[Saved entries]
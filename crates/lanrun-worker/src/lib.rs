//! lanrun worker library
//!
//! Finds the coordinator over UDP broadcast, registers, then keeps two
//! loops running: heartbeats and the request/execute/submit task loop.

pub mod agent;
pub mod config;
pub mod connection;
pub mod discovery;
pub mod executor;

pub use agent::WorkerAgent;
pub use config::Config;
pub use connection::{ClientError, CoordinatorClient, TaskReply};
pub use discovery::{discover, DiscoveryError};
pub use executor::{ExecutorError, SandboxExecutor};
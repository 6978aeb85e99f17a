//! Opaque archive bytes, carried as base64 inside JSON messages.

use std::fmt;

use base64::{engine::general_purpose::STANDARD, Engine as _};
use serde::{de, Deserialize, Deserializer, Serialize, Serializer};

/// Binary payload of a TASK_PACKAGE or SUBMIT_RESULT message.
#[derive(Clone, Default, PartialEq, Eq)]
pub struct Payload(pub Vec<u8>);

impl Payload {
    pub fn as_bytes(&self) -> &[u8] {
        &self.0
    }

    pub fn into_inner(self) -> Vec<u8> {
        self.0
    }
}

impl From<Vec<u8>> for Payload {
    fn from(bytes: Vec<u8>) -> Self {
        Self(bytes)
    }
}

impl fmt::Debug for Payload {
    fn fmt(&self, f: &mut fmt::Formatter<'_>) -> fmt::Result {
        write!(f, "Payload({} bytes)", self.0.len())
    }
}

impl Serialize for Payload {
    fn serialize<S: Serializer>(&self, serializer: S) -> Result<S::Ok, S::Error> {
        serializer.serialize_str(&STANDARD.encode(&self.0))
    }
}

impl<'de> Deserialize<'de> for Payload {
    fn deserialize<D: Deserializer<'de>>(deserializer: D) -> Result<Self, D::Error> {
        let encoded = String::deserialize(deserializer)?;
        STANDARD
            .decode(encoded.as_bytes())
            .map(Payload)
            .map_err(|e| de::Error::custom(format!("invalid base64 payload: {e}")))
    }
}
//! lanrun Core Domain Types
//!
//! This crate contains pure domain types with no dependencies on:
//! - Sockets or wire formats
//! - The filesystem
//! - Runtime specifics
//!
//! Everything the coordinator and the workers agree on lives here.

pub mod error;
pub mod ids;
pub mod peer;
pub mod status;
pub mod unit;

// Re-export commonly used types
pub use error::CoreError;
pub use ids::{validate_peer_id, PeerId};
pub use peer::{PeerAddr, PeerRecord};
pub use status::PeerStatus;
pub use unit::{validate_unit_name, ResultUnit, WorkUnit};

## What to do:
Every line from the one with "on lives here." through the last line of the records above should be returned exactly, please, and no others.

## Written response:
//! Everything the coordinator and the workers agree on lives here.

pub mod error;
pub mod ids;
pub mod peer;
pub mod status;
pub mod unit;

// Re-export commonly used types
pub use error::CoreError;
pub use ids::{validate_peer_id, PeerId};
pub use peer::{PeerAddr, PeerRecord};
pub use status::PeerStatus;
pub use unit::{validate_unit_name, ResultUnit, WorkUnit};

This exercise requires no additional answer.